Your goal:
Only one stretch of the records below should be repeated. It starts with the line containing "repository 4c8fa21a53811857" and goes on through the line containing "of one structure", exactly as written.

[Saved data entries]
--- START ---

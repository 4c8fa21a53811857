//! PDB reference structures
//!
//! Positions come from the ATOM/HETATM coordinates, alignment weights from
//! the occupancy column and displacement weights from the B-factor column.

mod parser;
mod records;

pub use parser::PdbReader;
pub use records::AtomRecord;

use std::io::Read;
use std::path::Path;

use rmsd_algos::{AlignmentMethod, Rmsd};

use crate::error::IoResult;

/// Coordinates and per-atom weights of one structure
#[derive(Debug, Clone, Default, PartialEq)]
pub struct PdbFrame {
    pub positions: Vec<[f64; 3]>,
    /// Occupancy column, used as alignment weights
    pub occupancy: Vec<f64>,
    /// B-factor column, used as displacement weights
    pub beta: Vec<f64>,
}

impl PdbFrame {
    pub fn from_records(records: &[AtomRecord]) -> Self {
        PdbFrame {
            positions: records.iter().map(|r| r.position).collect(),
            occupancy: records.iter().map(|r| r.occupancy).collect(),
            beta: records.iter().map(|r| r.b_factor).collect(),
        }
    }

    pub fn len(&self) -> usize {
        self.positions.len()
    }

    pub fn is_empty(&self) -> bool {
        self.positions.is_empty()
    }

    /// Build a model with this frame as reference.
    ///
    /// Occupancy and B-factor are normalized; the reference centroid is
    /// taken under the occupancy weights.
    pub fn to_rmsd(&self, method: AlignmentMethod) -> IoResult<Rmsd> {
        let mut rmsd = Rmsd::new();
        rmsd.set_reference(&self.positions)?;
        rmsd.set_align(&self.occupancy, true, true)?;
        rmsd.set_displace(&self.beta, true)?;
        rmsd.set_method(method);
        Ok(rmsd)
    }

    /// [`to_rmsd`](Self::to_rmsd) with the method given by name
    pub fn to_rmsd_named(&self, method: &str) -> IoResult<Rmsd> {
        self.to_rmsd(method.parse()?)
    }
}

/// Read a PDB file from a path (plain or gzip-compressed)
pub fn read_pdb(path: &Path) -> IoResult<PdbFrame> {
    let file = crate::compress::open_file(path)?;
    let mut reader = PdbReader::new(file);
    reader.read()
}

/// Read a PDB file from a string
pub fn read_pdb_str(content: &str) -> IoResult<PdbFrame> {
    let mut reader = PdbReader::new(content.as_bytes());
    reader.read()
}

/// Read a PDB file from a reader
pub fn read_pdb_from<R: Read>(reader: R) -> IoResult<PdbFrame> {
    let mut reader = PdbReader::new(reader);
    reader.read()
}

--- END ---
--- START ---

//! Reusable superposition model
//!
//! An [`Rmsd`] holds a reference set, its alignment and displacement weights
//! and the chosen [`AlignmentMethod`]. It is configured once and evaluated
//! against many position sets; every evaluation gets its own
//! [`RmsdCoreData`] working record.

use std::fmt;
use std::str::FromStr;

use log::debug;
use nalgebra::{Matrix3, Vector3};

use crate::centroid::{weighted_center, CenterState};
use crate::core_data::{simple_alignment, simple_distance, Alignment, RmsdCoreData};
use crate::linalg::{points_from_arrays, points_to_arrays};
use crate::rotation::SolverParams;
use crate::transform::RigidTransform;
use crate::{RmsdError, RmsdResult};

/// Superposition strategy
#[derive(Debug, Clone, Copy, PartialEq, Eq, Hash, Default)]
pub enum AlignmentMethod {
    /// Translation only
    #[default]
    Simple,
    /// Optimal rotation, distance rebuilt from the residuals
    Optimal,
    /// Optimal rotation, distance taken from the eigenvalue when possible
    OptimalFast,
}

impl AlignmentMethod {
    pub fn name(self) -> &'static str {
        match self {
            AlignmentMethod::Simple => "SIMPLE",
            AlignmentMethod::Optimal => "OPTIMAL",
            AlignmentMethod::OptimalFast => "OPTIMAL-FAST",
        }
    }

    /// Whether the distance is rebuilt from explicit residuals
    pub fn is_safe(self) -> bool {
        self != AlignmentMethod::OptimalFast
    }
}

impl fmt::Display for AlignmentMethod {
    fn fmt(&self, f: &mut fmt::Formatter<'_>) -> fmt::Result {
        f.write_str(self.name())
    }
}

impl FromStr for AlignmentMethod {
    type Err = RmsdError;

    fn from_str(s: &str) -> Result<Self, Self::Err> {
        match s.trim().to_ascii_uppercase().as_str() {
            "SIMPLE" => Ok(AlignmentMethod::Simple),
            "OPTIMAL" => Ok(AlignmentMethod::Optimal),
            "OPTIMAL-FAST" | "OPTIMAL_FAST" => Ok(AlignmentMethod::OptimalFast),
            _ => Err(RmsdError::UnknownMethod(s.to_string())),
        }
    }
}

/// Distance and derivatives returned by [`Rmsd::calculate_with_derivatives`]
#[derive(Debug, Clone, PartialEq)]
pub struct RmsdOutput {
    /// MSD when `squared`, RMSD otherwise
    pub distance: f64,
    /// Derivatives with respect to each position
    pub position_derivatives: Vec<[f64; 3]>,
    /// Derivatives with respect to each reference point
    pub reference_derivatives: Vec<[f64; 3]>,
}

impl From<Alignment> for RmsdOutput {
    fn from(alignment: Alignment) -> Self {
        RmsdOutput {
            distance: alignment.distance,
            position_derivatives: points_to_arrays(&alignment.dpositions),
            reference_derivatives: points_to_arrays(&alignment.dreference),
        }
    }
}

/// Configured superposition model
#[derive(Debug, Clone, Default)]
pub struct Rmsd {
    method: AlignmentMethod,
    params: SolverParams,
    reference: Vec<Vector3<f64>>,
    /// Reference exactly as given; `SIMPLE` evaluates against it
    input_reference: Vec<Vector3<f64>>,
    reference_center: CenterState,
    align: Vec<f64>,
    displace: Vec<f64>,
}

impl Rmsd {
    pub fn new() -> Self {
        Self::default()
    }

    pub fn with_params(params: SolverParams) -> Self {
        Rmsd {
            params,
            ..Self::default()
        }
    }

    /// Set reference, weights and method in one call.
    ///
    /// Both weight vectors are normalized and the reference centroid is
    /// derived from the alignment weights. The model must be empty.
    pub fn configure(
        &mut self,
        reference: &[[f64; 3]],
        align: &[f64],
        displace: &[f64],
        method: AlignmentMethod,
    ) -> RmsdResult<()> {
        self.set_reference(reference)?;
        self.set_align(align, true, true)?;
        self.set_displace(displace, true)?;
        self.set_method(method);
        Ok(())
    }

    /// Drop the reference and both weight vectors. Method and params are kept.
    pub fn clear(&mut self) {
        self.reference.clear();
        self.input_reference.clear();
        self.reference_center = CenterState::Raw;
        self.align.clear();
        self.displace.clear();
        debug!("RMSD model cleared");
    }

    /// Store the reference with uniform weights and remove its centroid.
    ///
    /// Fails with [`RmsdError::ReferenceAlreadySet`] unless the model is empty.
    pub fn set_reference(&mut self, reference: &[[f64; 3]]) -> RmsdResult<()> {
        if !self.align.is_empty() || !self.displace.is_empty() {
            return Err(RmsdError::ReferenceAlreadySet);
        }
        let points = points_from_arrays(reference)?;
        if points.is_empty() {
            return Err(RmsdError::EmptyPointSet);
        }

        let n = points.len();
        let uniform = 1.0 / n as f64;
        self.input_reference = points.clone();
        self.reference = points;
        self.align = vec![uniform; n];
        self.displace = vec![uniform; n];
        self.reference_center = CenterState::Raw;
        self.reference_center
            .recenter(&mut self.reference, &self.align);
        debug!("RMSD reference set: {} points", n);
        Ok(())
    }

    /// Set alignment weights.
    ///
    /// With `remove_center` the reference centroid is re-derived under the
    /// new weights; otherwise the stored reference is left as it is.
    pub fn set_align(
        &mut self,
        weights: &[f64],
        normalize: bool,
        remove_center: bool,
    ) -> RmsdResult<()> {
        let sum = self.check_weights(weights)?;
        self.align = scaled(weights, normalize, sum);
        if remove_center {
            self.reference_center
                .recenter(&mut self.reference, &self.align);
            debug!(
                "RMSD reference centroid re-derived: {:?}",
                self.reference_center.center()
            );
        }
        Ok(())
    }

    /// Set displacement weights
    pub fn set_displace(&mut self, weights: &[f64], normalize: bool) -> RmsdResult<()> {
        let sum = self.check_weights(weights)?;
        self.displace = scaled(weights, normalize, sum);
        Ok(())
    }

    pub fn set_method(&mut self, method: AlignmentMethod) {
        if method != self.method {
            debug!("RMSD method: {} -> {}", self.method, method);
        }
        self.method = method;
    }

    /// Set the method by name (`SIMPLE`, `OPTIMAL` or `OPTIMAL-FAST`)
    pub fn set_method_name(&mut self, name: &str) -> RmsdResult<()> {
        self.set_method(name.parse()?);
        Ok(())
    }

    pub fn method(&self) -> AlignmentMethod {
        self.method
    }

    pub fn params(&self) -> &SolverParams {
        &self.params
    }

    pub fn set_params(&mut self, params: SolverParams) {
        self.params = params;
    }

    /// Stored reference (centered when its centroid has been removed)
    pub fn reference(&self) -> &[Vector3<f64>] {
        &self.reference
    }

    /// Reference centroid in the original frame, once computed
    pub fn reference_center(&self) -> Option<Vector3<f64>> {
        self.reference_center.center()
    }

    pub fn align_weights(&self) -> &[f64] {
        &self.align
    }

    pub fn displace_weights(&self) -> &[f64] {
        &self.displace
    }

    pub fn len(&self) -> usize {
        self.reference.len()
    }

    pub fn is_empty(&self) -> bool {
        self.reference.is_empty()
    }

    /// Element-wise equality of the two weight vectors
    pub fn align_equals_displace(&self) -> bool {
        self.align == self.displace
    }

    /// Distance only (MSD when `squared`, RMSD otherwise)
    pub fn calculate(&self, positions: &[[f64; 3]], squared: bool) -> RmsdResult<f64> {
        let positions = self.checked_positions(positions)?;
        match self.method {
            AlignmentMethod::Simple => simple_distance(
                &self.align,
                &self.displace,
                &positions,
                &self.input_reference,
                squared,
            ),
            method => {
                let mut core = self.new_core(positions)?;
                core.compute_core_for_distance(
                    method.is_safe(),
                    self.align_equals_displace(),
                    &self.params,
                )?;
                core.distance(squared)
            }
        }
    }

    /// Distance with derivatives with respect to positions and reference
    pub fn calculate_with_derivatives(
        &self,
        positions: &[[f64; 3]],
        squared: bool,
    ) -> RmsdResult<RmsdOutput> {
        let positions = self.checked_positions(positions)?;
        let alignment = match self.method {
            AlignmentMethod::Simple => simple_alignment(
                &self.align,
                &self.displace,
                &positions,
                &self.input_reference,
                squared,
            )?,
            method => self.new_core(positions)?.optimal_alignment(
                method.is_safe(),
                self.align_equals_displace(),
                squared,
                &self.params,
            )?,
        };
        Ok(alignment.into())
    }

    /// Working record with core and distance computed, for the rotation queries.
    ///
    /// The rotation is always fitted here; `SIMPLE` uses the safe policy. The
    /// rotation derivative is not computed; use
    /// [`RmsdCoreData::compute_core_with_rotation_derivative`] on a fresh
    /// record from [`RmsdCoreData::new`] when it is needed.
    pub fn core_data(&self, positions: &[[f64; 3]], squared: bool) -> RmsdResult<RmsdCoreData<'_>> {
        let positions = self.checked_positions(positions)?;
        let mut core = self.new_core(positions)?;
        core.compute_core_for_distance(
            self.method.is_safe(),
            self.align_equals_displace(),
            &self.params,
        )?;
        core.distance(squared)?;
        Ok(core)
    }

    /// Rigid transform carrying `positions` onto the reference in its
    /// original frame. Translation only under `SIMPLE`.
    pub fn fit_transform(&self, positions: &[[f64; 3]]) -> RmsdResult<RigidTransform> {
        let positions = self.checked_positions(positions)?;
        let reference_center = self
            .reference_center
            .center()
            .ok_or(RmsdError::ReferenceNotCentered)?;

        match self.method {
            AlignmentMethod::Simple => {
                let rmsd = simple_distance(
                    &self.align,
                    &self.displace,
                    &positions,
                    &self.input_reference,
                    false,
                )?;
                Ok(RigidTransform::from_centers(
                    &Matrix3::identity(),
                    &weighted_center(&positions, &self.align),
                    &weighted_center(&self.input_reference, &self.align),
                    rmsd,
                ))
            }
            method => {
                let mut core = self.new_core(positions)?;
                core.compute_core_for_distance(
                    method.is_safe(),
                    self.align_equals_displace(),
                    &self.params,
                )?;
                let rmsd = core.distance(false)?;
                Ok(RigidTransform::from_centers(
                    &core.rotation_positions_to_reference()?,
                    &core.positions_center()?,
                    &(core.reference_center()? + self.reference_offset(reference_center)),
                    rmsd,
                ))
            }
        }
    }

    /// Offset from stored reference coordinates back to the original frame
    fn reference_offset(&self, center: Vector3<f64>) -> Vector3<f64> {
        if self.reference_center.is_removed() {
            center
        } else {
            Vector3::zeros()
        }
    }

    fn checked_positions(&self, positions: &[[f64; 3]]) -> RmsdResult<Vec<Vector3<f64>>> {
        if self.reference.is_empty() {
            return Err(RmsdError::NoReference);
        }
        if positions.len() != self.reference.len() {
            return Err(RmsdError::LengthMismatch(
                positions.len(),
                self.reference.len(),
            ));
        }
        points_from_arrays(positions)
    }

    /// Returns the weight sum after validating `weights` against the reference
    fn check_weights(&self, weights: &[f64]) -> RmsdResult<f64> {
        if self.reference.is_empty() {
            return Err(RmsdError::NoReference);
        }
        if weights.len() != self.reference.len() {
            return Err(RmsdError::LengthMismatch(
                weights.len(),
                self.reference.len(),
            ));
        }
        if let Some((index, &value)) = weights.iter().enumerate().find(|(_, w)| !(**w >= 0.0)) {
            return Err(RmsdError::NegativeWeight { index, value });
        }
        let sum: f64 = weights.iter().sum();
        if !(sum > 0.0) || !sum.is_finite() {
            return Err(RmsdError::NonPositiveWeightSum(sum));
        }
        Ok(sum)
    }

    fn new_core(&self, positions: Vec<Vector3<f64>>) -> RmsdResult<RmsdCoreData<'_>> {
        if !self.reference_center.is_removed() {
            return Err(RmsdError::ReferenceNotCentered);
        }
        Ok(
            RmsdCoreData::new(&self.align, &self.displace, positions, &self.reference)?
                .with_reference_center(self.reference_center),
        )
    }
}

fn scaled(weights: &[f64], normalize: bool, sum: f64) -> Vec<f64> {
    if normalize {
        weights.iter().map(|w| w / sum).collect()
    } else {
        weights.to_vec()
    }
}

--- END ---

Exercise response:
repository 4c8fa21a53811857
//! PDB reference structures
//!
//! Positions come from the ATOM/HETATM coordinates, alignment weights from
//! the occupancy column and displacement weights from the B-factor column.

mod parser;
mod records;

pub use parser::PdbReader;
pub use records::AtomRecord;

use std::io::Read;
use std::path::Path;

use rmsd_algos::{AlignmentMethod, Rmsd};

use crate::error::IoResult;

/// Coordinates and per-atom weights of one structure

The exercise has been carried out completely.